Hollmanns zweieinhalbstündige Inszenierung des dreiaktigen Stücks rund um einen Säugling, der dem Hagestolz Ignaz von Ledig ins Bett gelegt wird, atmet nicht die Lebendigkeit des jungen Blutes, dessen hungrige, fordernde Schreie die frühzeitige Grabesstille eines Junggesellenhaushaltes zerreißen, sondern ist gefährlich nahe jenem Schnarchtheater, das Otto Schenk als mit Schlafhaube, Pantoffeln und Schlafrock gewandeter Herr von Ledig unter seiner neuen Daunen-Tuchent freudig zu entfalten hofft. Viel zu behäbig entwickelt sich das in Richtung Boulevardkomödie gerückte Verwechslungsspiel, viel zu stilisiert agieren die Figuren, als dass echtes Leben in den falschen Schein kommen könnte.

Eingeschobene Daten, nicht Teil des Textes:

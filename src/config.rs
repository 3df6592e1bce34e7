//! Plugin options and their resolution.
//!
//! The host hands every hook a partial [`PluginOptions`] — whatever the user
//! wrote in their site configuration, which may be nothing at all. Each hook
//! resolves it to a full [`Config`] via [`PluginOptions::resolve`] before
//! doing any work, so defaults are applied in exactly one place and the
//! resolved values are immutable for the duration of the call.
//!
//! ## Recognized options
//!
//! ```toml
//! # docs.toml — all options are optional, defaults shown
//!
//! content_path = "docs"   # directory scanned for source documents,
//!                         # relative to the project root
//! base_path = ""          # URL prefix prepended to every derived page path
//! ```
//!
//! Unknown keys are rejected to catch typos early.
//!
//! Options can also be loaded from a `docs.toml` at the project root via
//! [`PluginOptions::load`]; a missing file means "no overrides".

use serde::{Deserialize, Serialize};
use std::fs;
use std::path::Path;
use thiserror::Error;

#[derive(Error, Debug)]
pub enum ConfigError {
    #[error("IO error: {0}")]
    Io(#[from] std::io::Error),
    #[error("TOML parse error: {0}")]
    Toml(#[from] toml::de::Error),
}

/// Name of the options file looked up in the project root.
const OPTIONS_FILENAME: &str = "docs.toml";

/// Default content directory, relative to the project root.
pub const DEFAULT_CONTENT_PATH: &str = "docs";

/// Partial, user-supplied plugin options.
///
/// Every field is optional; absent fields fall back to defaults during
/// [`resolve`](PluginOptions::resolve). Unknown keys are rejected.
#[derive(Debug, Clone, Default, PartialEq, Serialize, Deserialize)]
#[serde(default, deny_unknown_fields)]
pub struct PluginOptions {
    /// Directory scanned for source documents, relative to the project root.
    pub content_path: Option<String>,
    /// URL path prefix prepended to all derived page paths.
    pub base_path: Option<String>,
}

/// Fully-resolved plugin configuration.
///
/// Produced by [`PluginOptions::resolve`]; never constructed with missing
/// fields, so downstream code carries no `Option` handling.
#[derive(Debug, Clone, PartialEq, Serialize, Deserialize)]
pub struct Config {
    pub content_path: String,
    pub base_path: String,
}

impl PluginOptions {
    /// Resolve partial options to a full [`Config`].
    ///
    /// Pure: same options in, same config out. Defaults are
    /// [`DEFAULT_CONTENT_PATH`] and an empty base path (site root).
    pub fn resolve(&self) -> Config {
        Config {
            content_path: self
                .content_path
                .clone()
                .unwrap_or_else(|| DEFAULT_CONTENT_PATH.to_string()),
            base_path: self.base_path.clone().unwrap_or_default(),
        }
    }

    /// Load options from `docs.toml` in the given directory.
    ///
    /// Returns default (empty) options if the file doesn't exist.
    /// Returns `Err` if the file exists but contains invalid TOML or
    /// unrecognized keys.
    pub fn load(project_root: &Path) -> Result<Self, ConfigError> {
        let path = project_root.join(OPTIONS_FILENAME);
        if !path.exists() {
            return Ok(Self::default());
        }
        let content = fs::read_to_string(&path)?;
        let options = toml::from_str(&content)?;
        Ok(options)
    }
}
//! The host-facing seam: hook contexts and service traits.
//!
//! The host framework injects its services into each hook call. This module
//! makes that contract explicit: one context struct per hook, holding borrowed
//! handles that live only for the duration of the call, and one trait per
//! service the host provides. Nothing here is retained across invocations —
//! the host's node store stays the host's.
//!
//! [`StableNodeIds`] is the stock [`NodeIdGenerator`]: a SHA-256 digest of
//! the seed string. Hosts with their own id scheme substitute their own
//! implementation; determinism (same seed, same id) is the only requirement,
//! since derived-node identity must survive re-processing.

use crate::node::{DocsPage, FileNode, HostNode, NodeId};
use crate::schema::TypeDef;
use sha2::{Digest, Sha256};
use std::path::Path;

/// Source-instance label for file nodes owned by this plugin's content
/// directory. The transformer only derives pages from files carrying it.
pub const SOURCE_INSTANCE_NAME: &str = "docs-pages";

/// Read access to the host's node store.
pub trait NodeStore {
    /// Look up a file node by id. `None` if the id doesn't resolve or the
    /// node isn't a file.
    fn file_node(&self, id: &NodeId) -> Option<FileNode>;
}

/// Mutating actions the host exposes to plugins.
pub trait HostActions {
    /// Register a derived page node with the host's node store.
    fn create_node(&mut self, page: DocsPage);

    /// Declare a node type to the host's schema layer.
    fn create_types(&mut self, type_def: &TypeDef);
}

/// Deterministic node-id generation.
pub trait NodeIdGenerator {
    /// Derive a node id from a seed string. Must be a pure function of the
    /// seed: repeated calls with the same seed return the same id.
    fn node_id(&self, seed: &str) -> NodeId;
}

/// SHA-256 based [`NodeIdGenerator`].
#[derive(Debug, Clone, Copy, Default)]
pub struct StableNodeIds;

impl NodeIdGenerator for StableNodeIds {
    fn node_id(&self, seed: &str) -> NodeId {
        let digest = Sha256::digest(seed.as_bytes());
        NodeId::new(format!("{digest:x}"))
    }
}

/// Context for the pre-bootstrap hook, invoked before content scanning.
pub struct PreBootstrap<'a> {
    /// The host project's root working directory.
    pub project_dir: &'a Path,
}

/// Context for the schema-customization hook.
pub struct SchemaCustomization<'a> {
    pub actions: &'a mut dyn HostActions,
}

/// Context for the node-creation hook, invoked once per node the host
/// creates, for every node type.
pub struct CreateNode<'a> {
    /// The node just created by the host.
    pub node: &'a HostNode,
    pub store: &'a dyn NodeStore,
    pub ids: &'a dyn NodeIdGenerator,
    pub actions: &'a mut dyn HostActions,
}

Schenk zeigt ohne viel Anstrengung einen wunderlichen Alten, der sich selbst genug ist (“Ich bin mir mein dankbarstes Publikum – mir g’fallt alles an mir”), aber dem Charme des (nie in natura auftretenden) Findelkindes widerstandslos erliegt, ihm die neuen Stoffservietten als Windel opfert und eine Amme zahlt. Zählen seine Konfrontationen und Missverständnisse mit dem Fabrikanten Walzl, den er als Kindsvater wähnt, zu den Höhepunkten des Abends (Martin Zauner ist als Humor-Routinier und eingespielter Schenk-Bühnenpartner eine Stütze, die weder durch eigene Ambition noch durch Regiekonzepte ins Wanken gebracht wird), so zählen die Musik-Passagen zu den Tiefpunkten (Musikalische Einrichtung: Michael Rüggeberg). Neben dem dissonanten, augenzwinkernden Ausstellen des eigenen Unvermögens gibt es auch zahnlose Couplet-Zusatzstrophen von Christoph Wagner-Trenkwitz, die zwischen dem einstigen Schweigkanzler und der heutigen Gesundheitsministerin müde Finten ins Leere schlagen.

In den verschiedenen Farben der Überzeichnung dürfen die Damen zwischen treuherzig (Elfriede Schüsseleder als Ledigs Haushälterin), überspannt (Therese Lohner als Walzls Gattin), hantig (Susanna Wiegand als Amme) und mysteriös (Caroline Frank als ausführendes Organ im Intrigenspiel) wählen, während für Manuel Witting als Handlungsreisender, der sich schließlich als wahrer Vater des Buben entpuppt, der gutherzig-dümmliche Lulatsch übrig geblieben ist. Warum Siegfried Walther seinen Modewarenhändler Falk zwischen ganz-tuntig und halb-wahnsinnig anlegt und Alexander Pschill den Maler Arnold mehr als Inkarnation von Franz Liszt als von Michelangelo (als der er tituliert wird) gestaltet, erschließt sich nicht.

Ziemlich langatmig und wenig witzig – unversehens scheint bei “Unverhofft” so manches schief gelaufen zu sein. Das Publikum reagierte dennoch nicht unwirsch – und spendete am Ende höflichen Applaus.